The most concrete statutory change proposed by the PWG is to “limit stablecoin issuance, and related activities of redemption and maintenance of reserve assets, to entities that are insured depository institutions.” In effect, this would treat stablecoin issuers as banks, making them subject to supervision and regulation of their reserve assets and requiring them to have Federal Deposit Insurance Corporation (FDIC) coverage. 

Bringing stablecoin issuers under this regime could have certain benefits. The CFTC’s action against Tether demonstrates that the reserve backing component of stablecoins presents a very real risk of being utilized to defraud investors. However, the Tether case also demonstrates that existing mechanisms already exist that can address this risk, namely laws that protect against market manipulation and providing false information to investors. In order to address the risks inherent in stablecoins’ reserve backing, it would be preferable to simply strengthen these existing mechanisms.  

The primary concern with limiting stablecoin issuers to only insured depository institutions is that it would further entrench incumbent issuers and create significant barriers to entry for nascent firms. Meeting the regulatory requirements placed on insured depository institutions is neither cheap nor easy. While large firms like Tether Limited, Paxos Trust, and Binance might be able to comply with new requirements with relative ease, smaller issuers might not have the same luxury. What’s more, the high regulatory burden could end up preventing individuals and firms from entering the market with innovative stablecoins.

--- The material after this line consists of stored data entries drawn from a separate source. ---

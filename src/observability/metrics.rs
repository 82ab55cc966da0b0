//! Metrics collection and exposition.
//!
//! # Metrics
//! - `header_guard_requests_total` (counter): requests by route, status
//! - `header_guard_request_duration_seconds` (histogram): latency by route
//! - `header_guard_headers_set_total` (counter): security headers written
//! - `header_guard_headers_suppressed_total` (counter): headers cleared
//! - `header_guard_duplicates_collapsed_total` (counter): duplicate entries deactivated
//! - `header_guard_stage_failures_total` (counter): pipeline failures by stage

use std::net::SocketAddr;
use std::time::Instant;

use metrics::{counter, histogram};
use metrics_exporter_prometheus::PrometheusBuilder;

use crate::security::PolicyReport;

/// Install the Prometheus exporter on `addr`.
pub fn init_metrics(addr: SocketAddr) {
    match PrometheusBuilder::new().with_http_listener(addr).install() {
        Ok(()) => tracing::info!(address = %addr, "Metrics exporter listening"),
        Err(e) => tracing::error!(address = %addr, error = %e, "Failed to install metrics exporter"),
    }
}

pub fn record_request(route: &str, status: u16, start: Instant) {
    let route = route.to_string();
    counter!(
        "header_guard_requests_total",
        "route" => route.clone(),
        "status" => status.to_string()
    )
    .increment(1);
    histogram!("header_guard_request_duration_seconds", "route" => route)
        .record(start.elapsed().as_secs_f64());
}

pub fn record_policy(report: &PolicyReport) {
    counter!("header_guard_headers_set_total").increment(report.set as u64);
    counter!("header_guard_headers_suppressed_total").increment(report.suppressed as u64);
    if report.collapsed > 0 {
        counter!("header_guard_duplicates_collapsed_total").increment(report.collapsed as u64);
    }
}

pub fn record_stage_failure(stage: &'static str) {
    counter!("header_guard_stage_failures_total", "stage" => stage).increment(1);
}
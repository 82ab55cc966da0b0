//! Configuration validation.
//!
//! # Responsibilities
//! - Semantic validation (serde handles syntactic)
//! - Validate addresses, schemes and value ranges
//! - Check content-type set members
//!
//! # Design Decisions
//! - Returns all validation errors, not just first
//! - Validation is pure function: ProxyConfig → Result<(), Vec<ValidationError>>
//! - Runs before config is accepted into the system

use std::collections::HashSet;
use std::net::SocketAddr;

use crate::config::schema::{ProxyConfig, SecurityHeadersConfig};
use crate::security::ContentTypeSet;

/// A single semantic problem in the configuration.
#[derive(Debug, Clone, PartialEq, Eq, thiserror::Error)]
pub enum ValidationError {
    #[error("invalid bind address `{0}`")]
    BindAddress(String),

    #[error("unsupported listener scheme `{0}` (expected http or https)")]
    Scheme(String),

    #[error("route #{0} has an empty name")]
    EmptyRouteName(usize),

    #[error("duplicate route name `{0}`")]
    DuplicateRoute(String),

    #[error("route `{route}` has invalid upstream `{upstream}`")]
    Upstream { route: String, upstream: String },

    #[error("{scope}: invalid content type `{value}`")]
    ContentType { scope: String, value: String },

    #[error("{0} must be greater than zero")]
    Zero(&'static str),
}

/// Validate the whole configuration.
pub fn validate_config(config: &ProxyConfig) -> Result<(), Vec<ValidationError>> {
    let mut errors = Vec::new();

    if config.listener.bind_address.parse::<SocketAddr>().is_err() {
        errors.push(ValidationError::BindAddress(config.listener.bind_address.clone()));
    }
    if !matches!(config.listener.scheme.as_str(), "http" | "https") {
        errors.push(ValidationError::Scheme(config.listener.scheme.clone()));
    }
    if config.timeouts.request_secs == 0 {
        errors.push(ValidationError::Zero("timeouts.request_secs"));
    }
    if config.limits.max_response_headers == 0 {
        errors.push(ValidationError::Zero("limits.max_response_headers"));
    }
    if config.limits.header_part_size == 0 {
        errors.push(ValidationError::Zero("limits.header_part_size"));
    }

    check_security("security_headers", &config.security_headers, &mut errors);

    let mut seen = HashSet::new();
    for (i, route) in config.routes.iter().enumerate() {
        if route.name.trim().is_empty() {
            errors.push(ValidationError::EmptyRouteName(i));
        } else if !seen.insert(route.name.as_str()) {
            errors.push(ValidationError::DuplicateRoute(route.name.clone()));
        }

        if route.upstream.parse::<SocketAddr>().is_err() {
            errors.push(ValidationError::Upstream {
                route: route.name.clone(),
                upstream: route.upstream.clone(),
            });
        }

        let scope = format!("routes.{}.security_headers", route.name);
        check_security(&scope, &route.security_headers, &mut errors);
    }

    if errors.is_empty() {
        Ok(())
    } else {
        Err(errors)
    }
}

fn check_security(scope: &str, config: &SecurityHeadersConfig, errors: &mut Vec<ValidationError>) {
    for set in [&config.nosniff_types, &config.text_types].into_iter().flatten() {
        check_types(scope, set, errors);
    }
}

fn check_types(scope: &str, set: &ContentTypeSet, errors: &mut Vec<ValidationError>) {
    for value in Vec::<String>::from(set.clone()) {
        if value != "*" && !value.contains('/') {
            errors.push(ValidationError::ContentType {
                scope: scope.to_string(),
                value,
            });
        }
    }
}
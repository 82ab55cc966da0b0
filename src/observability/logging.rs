//! Structured logging.
//!
//! # Design Decisions
//! - Uses tracing crate for structured logging
//! - `RUST_LOG` wins over the configured level

use tracing_subscriber::{layer::SubscriberExt, util::SubscriberInitExt, EnvFilter};

use crate::config::ObservabilityConfig;

/// Default filter directive for a configured level.
pub fn default_directive(config: &ObservabilityConfig) -> String {
    format!("header_guard={level},tower_http={level}", level = config.log_level)
}

/// Install the global subscriber. Call once at startup.
pub fn init_logging(config: &ObservabilityConfig) {
    tracing_subscriber::registry()
        .with(EnvFilter::try_from_default_env().unwrap_or_else(|_| default_directive(config).into()))
        .with(tracing_subscriber::fmt::layer())
        .init();
}
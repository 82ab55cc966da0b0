//! Idempotent header mutation.
//!
//! `set_or_clear` is the single write path used by every response stage.
//! It scans the whole list once and leaves at most one active entry for the
//! target name, whatever state the list was in before the call.

use crate::headers::list::{HeaderEntry, HeaderError, HeaderList};

/// What a call to [`set_or_clear`] did to the list.
#[derive(Debug, Clone, Copy, PartialEq, Eq)]
pub struct Mutation {
    /// A new entry was appended (no existing entry carried the name).
    pub appended: bool,
    /// Later duplicates that were forcibly deactivated.
    pub collapsed: usize,
}

/// Set `name` to `value`, or suppress it when `value` is empty.
///
/// - The first entry matching `name` (case-insensitive, active or not) is
///   rewritten in place; it becomes active only if `value` is non-empty.
/// - Every later match is deactivated and its value cleared.
/// - With no match, a new entry is appended. An empty `value` still appends
///   an inactive placeholder, which the serializer uses to suppress built-in
///   headers such as `Server`.
///
/// Fails only when a new slot cannot be obtained.
pub fn set_or_clear(list: &mut HeaderList, name: &str, value: &str) -> Result<Mutation, HeaderError> {
    debug_assert!(!name.is_empty(), "header name must not be empty");

    let key = name.to_ascii_lowercase();
    let mut found = false;
    let mut collapsed = 0;

    for entry in list.iter_mut() {
        if entry.lowcase_name() != key {
            continue;
        }

        if found {
            if entry.is_active() {
                collapsed += 1;
            }
            entry.deactivate();
        } else {
            found = true;
            entry.overwrite(name, value);
        }
    }

    if !found {
        list.push(HeaderEntry::with_state(name, value, !value.is_empty()))?;
    }

    tracing::trace!(
        header = %name,
        value = %value,
        appended = !found,
        collapsed,
        "Header mutated"
    );

    Ok(Mutation {
        appended: !found,
        collapsed,
    })
}
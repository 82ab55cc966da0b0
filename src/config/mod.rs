//! Configuration management subsystem.
//!
//! # Data Flow
//! ```text
//! config file (TOML)
//!     → loader.rs (parse & deserialize)
//!     → validation.rs (semantic checks)
//!     → ProxyConfig (validated, immutable)
//!     → merge.rs (top-level + route security settings → RouteSecuritySettings)
//!     → shared via Arc with the compiled routes
//! ```
//!
//! # Design Decisions
//! - Config is immutable once loaded
//! - All fields have defaults to allow minimal configs
//! - Security settings use Option per field; None means "inherit"
//! - Validation separates syntactic (serde) from semantic checks

pub mod loader;
pub mod merge;
pub mod schema;
pub mod validation;

pub use loader::{load_config, parse_config, ConfigError};
pub use schema::{
    GuardsConfig, LimitsConfig, ListenerConfig, ObservabilityConfig, ProxyConfig, RouteConfig,
    SecurityHeadersConfig, TimeoutConfig,
};
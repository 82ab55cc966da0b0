//! HTTP server setup and configuration.
//!
//! # Responsibilities
//! - Create Axum Router with the proxy handler
//! - Wire up middleware (tracing, request ID)
//! - Build the response pipeline once at startup
//! - Dispatch requests to the routing engine
//! - Forward requests to upstreams and finalize their responses
//!
//! # Design Decisions
//! - The upstream deadline is enforced inside the handler, so a timed-out
//!   request still gets a finalized 504 instead of a bare middleware response

use std::sync::Arc;
use std::time::{Duration, Instant};

use axum::{
    body::Body,
    extract::State,
    http::{
        uri::{PathAndQuery, Scheme},
        HeaderValue, Request, Response, StatusCode, Uri, Version,
    },
    response::IntoResponse,
    routing::any,
    Router,
};
use hyper_util::{
    client::legacy::{connect::HttpConnector, Client},
    rt::TokioExecutor,
};
use tokio::net::TcpListener;
use tokio::sync::broadcast;
use tower::ServiceBuilder;
use tower_http::trace::TraceLayer;

use crate::config::{ListenerConfig, ProxyConfig};
use crate::headers::HeaderListLimits;
use crate::http::request::{request_id, request_id_layer, RequestIdStage, X_REQUEST_ID};
use crate::http::response::{ResponseFinalizer, ResponseMeta};
use crate::observability::metrics;
use crate::pipeline::ResponsePipeline;
use crate::routing::{Route, Router as ProxyRouter, RouterError};
use crate::security::SecurityHeadersStage;

const X_FORWARDED_PROTO: &str = "x-forwarded-proto";

/// Response as streamed back by the upstream client.
type UpstreamResponse = Response<hyper::body::Incoming>;

/// Application state injected into handlers.
#[derive(Clone)]
pub struct AppState {
    pub router: Arc<ProxyRouter>,
    pub client: Client<HttpConnector, Body>,
    pub finalizer: Arc<ResponseFinalizer>,
    pub listener: ListenerConfig,
    pub request_timeout: Duration,
}

/// HTTP server for the proxy.
pub struct HttpServer {
    router: Router,
    config: ProxyConfig,
}

impl HttpServer {
    /// Create a new HTTP server with the given configuration.
    pub fn new(config: ProxyConfig) -> Result<Self, RouterError> {
        let proxy_router = Arc::new(ProxyRouter::from_config(&config)?);

        let mut connector = HttpConnector::new();
        connector.set_connect_timeout(Some(Duration::from_secs(config.timeouts.connect_secs)));
        let client = Client::builder(TokioExecutor::new()).build(connector);

        let pipeline = ResponsePipeline::builder()
            .stage(SecurityHeadersStage)
            .stage(RequestIdStage)
            .build();
        tracing::debug!(stages = ?pipeline.stage_names(), "Response pipeline built");

        let limits = HeaderListLimits {
            part_size: config.limits.header_part_size,
            max_entries: Some(config.limits.max_response_headers),
        };
        let finalizer = Arc::new(ResponseFinalizer::new(
            pipeline,
            limits,
            Some(config.listener.server_token.clone()),
        ));

        let state = AppState {
            router: proxy_router,
            client,
            finalizer,
            listener: config.listener.clone(),
            request_timeout: Duration::from_secs(config.timeouts.request_secs),
        };

        let router = Self::build_router(state);
        Ok(Self { router, config })
    }

    /// Build the Axum router with all middleware layers.
    fn build_router(state: AppState) -> Router {
        Router::new()
            .route("/{*path}", any(proxy_handler))
            .route("/", any(proxy_handler))
            .with_state(state)
            .layer(
                ServiceBuilder::new()
                    .layer(TraceLayer::new_for_http())
                    .layer(request_id_layer()),
            )
    }

    /// Run the server until `shutdown` fires.
    pub async fn run(
        self,
        listener: TcpListener,
        mut shutdown: broadcast::Receiver<()>,
    ) -> Result<(), std::io::Error> {
        let addr = listener.local_addr()?;
        tracing::info!(
            address = %addr,
            scheme = %self.config.listener.scheme,
            routes = self.config.routes.len(),
            "HTTP server starting"
        );

        axum::serve(listener, self.router)
            .with_graceful_shutdown(async move {
                let _ = shutdown.recv().await;
                tracing::info!("HTTP server draining");
            })
            .await?;

        tracing::info!("HTTP server stopped");
        Ok(())
    }

    /// Get a reference to the config.
    pub fn config(&self) -> &ProxyConfig {
        &self.config
    }
}

/// Scheme of the request as seen by the client.
fn request_scheme(listener: &ListenerConfig, req: &Request<Body>) -> String {
    if listener.trust_forwarded_proto {
        let forwarded = req
            .headers()
            .get(X_FORWARDED_PROTO)
            .and_then(|v| v.to_str().ok())
            .and_then(|v| v.split(',').next())
            .map(|v| v.trim().to_ascii_lowercase())
            .filter(|v| !v.is_empty());
        if let Some(scheme) = forwarded {
            return scheme;
        }
    }
    listener.scheme.clone()
}

/// Main proxy handler.
/// Looks up route, forwards request, and finalizes the response headers.
async fn proxy_handler(State(state): State<AppState>, request: Request<Body>) -> Response<Body> {
    let start_time = Instant::now();
    let request_id = request_id(&request);
    let scheme = request_scheme(&state.listener, &request);
    let path = request.uri().path().to_string();

    tracing::debug!(
        request_id = request_id.as_deref().unwrap_or("unknown"),
        method = %request.method(),
        path = %path,
        scheme = %scheme,
        "Proxying request"
    );

    let (route_name, settings, response) = match state.router.match_request(&request) {
        Some(route) => {
            let response = match tokio::time::timeout(
                state.request_timeout,
                forward(&state, route, request, request_id.as_deref()),
            )
            .await
            {
                Ok(response) => response,
                Err(_) => {
                    tracing::warn!(
                        request_id = request_id.as_deref().unwrap_or("unknown"),
                        route = %route.name,
                        timeout_secs = state.request_timeout.as_secs(),
                        "Upstream timed out"
                    );
                    (StatusCode::GATEWAY_TIMEOUT, "Upstream timed out").into_response()
                }
            };
            (route.name.clone(), route.settings.clone(), response)
        }
        None => {
            tracing::warn!(
                request_id = request_id.as_deref().unwrap_or("unknown"),
                path = %path,
                "No route matched"
            );
            let response = (StatusCode::NOT_FOUND, "No matching route found").into_response();
            ("none".to_string(), state.router.default_settings(), response)
        }
    };

    let response = state.finalizer.finalize(
        response,
        ResponseMeta {
            scheme,
            request_id,
            settings,
        },
    );

    metrics::record_request(&route_name, response.status().as_u16(), start_time);
    response
}

/// Send the request to the route's upstream.
async fn forward(
    state: &AppState,
    route: &Route,
    request: Request<Body>,
    request_id: Option<&str>,
) -> Response<Body> {
    let (mut parts, body) = request.into_parts();

    let path_and_query = parts
        .uri
        .path_and_query()
        .map(PathAndQuery::as_str)
        .unwrap_or("/")
        .to_string();
    let uri = Uri::builder()
        .scheme(Scheme::HTTP)
        .authority(route.upstream.to_string())
        .path_and_query(path_and_query.as_str())
        .build();

    parts.uri = match uri {
        Ok(uri) => uri,
        Err(e) => {
            tracing::error!(route = %route.name, error = %e, "Cannot build upstream URI");
            return (StatusCode::BAD_GATEWAY, "Upstream request failed").into_response();
        }
    };
    parts.version = Version::HTTP_11;

    if let Some(id) = request_id.and_then(|id| HeaderValue::from_str(id).ok()) {
        parts.headers.insert(X_REQUEST_ID, id);
    }

    let upstream: Result<UpstreamResponse, _> =
        state.client.request(Request::from_parts(parts, body)).await;
    match upstream {
        Ok(response) => {
            tracing::debug!(
                route = %route.name,
                upstream = %route.upstream,
                status = %response.status(),
                "Upstream responded"
            );
            response.map(Body::new)
        }
        Err(e) => {
            tracing::error!(
                route = %route.name,
                upstream = %route.upstream,
                error = %e,
                "Upstream error"
            );
            (StatusCode::BAD_GATEWAY, "Upstream request failed").into_response()
        }
    }
}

One of the primary issues with Tether outlined by the CFTC filing is that Tether neither conducted an audit of their reserves nor employed any automated process to accurately track reserves “from at least June 1, 2016 to February 25, 2019.” While requiring Tether to be an insured depository institution would have prevented this, other mechanisms could achieve the same result with fewer regulatory burdens. For example, Congress could require stablecoin issuers to conduct regular, independent audits of their reserve assets and publish the results publicly. Alternatively, as Coinbase put forward in their Digital Asset Policy Proposal, creating a dedicated self-regulatory organization akin to the Financial Industry Regulatory Authority (FINRA) could potentially provide the oversight necessary to adequately protect investors.

The other legislative proposals outlined by the PWG are both less comprehensive and less controversial. Subjecting custodial wallet providers to “appropriate federal oversight” to include “authority to restrict these service providers from lending customer stablecoins, and to require compliance with appropriate risk-management, liquidity, and capital requirements” might be prudent. Indeed, some wallet providers are likely already subject to such oversight as securities exchanges or money transfer services. Of course, the devil is in the details, and any legislation to this effect should be narrowly tailored.

Finally, the PWG’s recommends that Congress grant the federal supervisor of stablecoin issuers with the authority to require other entities in stablecoin arrangements to meet certain risk-management standards. The report also suggests granting supervisors “the ability to adopt standards to promote interoperability among stablecoins.” In theory, both of these would be positive developments to provide investors with greater protection from fraud and abuse, but the impact of such measures would depend entirely upon how Congress chose to implement them. In particular, greater interoperability among stablecoins could be a boon for the market, improving competition and driving innovation.                   

Since federal regulators seem incapable or unwilling to work together on clarifying their handling of stablecoins, hopefully Congress will develop a unified legislative approach to stablecoins.